**WHAT YOU ARE ASKED TO DO:** Look below. Copy each line that has "process" in it.

**THE RECORDS:**

--*--

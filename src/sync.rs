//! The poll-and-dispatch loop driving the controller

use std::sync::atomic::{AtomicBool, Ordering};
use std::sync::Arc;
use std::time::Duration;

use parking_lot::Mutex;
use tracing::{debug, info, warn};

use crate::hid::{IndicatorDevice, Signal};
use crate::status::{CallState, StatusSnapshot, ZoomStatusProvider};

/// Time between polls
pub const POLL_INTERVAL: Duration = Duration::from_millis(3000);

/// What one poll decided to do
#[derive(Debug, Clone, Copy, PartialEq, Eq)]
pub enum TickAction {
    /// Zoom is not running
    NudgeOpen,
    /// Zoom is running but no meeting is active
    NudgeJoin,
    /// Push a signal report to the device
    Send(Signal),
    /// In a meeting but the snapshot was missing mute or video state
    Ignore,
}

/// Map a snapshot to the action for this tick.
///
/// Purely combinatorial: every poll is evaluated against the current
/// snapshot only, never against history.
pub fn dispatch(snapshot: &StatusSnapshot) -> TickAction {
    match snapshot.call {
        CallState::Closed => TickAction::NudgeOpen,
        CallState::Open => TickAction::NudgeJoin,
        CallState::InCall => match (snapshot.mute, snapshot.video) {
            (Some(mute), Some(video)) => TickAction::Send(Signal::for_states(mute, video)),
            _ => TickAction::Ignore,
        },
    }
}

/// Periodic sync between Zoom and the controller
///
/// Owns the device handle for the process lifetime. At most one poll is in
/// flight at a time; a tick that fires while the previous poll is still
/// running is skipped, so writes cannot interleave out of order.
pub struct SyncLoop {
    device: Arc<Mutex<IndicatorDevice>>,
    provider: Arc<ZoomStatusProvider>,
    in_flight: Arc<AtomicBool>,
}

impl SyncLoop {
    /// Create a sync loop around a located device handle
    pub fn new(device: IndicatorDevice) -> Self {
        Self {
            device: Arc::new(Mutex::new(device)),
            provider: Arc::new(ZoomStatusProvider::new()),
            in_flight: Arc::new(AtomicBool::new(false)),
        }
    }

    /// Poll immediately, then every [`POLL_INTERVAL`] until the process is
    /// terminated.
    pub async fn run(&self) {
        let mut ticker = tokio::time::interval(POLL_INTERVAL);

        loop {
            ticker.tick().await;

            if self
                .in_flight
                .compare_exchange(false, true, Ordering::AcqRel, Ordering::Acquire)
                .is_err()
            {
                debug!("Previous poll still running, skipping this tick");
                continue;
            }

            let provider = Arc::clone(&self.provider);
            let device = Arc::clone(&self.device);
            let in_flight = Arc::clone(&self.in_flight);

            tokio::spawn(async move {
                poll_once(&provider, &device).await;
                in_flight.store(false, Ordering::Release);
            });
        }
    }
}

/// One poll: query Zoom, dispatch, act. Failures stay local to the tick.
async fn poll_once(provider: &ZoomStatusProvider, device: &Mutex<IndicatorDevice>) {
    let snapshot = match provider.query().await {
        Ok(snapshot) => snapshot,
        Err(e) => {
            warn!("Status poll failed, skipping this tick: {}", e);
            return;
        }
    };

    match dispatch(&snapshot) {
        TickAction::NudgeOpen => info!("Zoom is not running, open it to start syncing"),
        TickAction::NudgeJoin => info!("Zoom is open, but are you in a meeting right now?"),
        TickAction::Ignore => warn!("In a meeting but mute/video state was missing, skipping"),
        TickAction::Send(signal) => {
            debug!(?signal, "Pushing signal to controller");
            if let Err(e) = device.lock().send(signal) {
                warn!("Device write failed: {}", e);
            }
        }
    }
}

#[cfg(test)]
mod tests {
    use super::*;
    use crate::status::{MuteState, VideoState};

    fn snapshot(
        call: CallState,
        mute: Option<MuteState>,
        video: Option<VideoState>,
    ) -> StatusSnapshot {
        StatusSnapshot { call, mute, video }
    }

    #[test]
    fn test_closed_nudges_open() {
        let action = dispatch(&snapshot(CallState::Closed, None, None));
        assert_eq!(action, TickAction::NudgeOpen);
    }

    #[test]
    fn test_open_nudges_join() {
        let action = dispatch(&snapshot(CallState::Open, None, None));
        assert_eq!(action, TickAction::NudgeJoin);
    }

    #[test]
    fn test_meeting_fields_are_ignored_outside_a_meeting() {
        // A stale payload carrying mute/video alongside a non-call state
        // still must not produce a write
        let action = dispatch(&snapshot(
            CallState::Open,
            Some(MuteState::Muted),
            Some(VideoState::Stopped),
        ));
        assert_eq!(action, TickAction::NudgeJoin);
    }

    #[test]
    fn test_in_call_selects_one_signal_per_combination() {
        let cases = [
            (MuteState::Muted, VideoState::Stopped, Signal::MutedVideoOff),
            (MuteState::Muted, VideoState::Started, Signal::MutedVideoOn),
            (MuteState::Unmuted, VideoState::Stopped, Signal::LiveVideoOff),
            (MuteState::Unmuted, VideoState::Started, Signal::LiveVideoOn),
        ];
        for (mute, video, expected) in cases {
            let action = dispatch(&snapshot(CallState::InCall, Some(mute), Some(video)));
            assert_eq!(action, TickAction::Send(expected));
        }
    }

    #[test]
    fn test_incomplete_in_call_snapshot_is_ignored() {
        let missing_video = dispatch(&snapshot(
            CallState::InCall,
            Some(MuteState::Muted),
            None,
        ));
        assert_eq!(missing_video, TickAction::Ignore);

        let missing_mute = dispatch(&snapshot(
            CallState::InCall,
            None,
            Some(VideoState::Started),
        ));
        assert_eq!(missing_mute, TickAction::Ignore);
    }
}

--*--

**SOLUTION TO THIS PROBLEM:**
/// Owns the device handle for the process lifetime. At most one poll is in
    /// Poll immediately, then every [`POLL_INTERVAL`] until the process is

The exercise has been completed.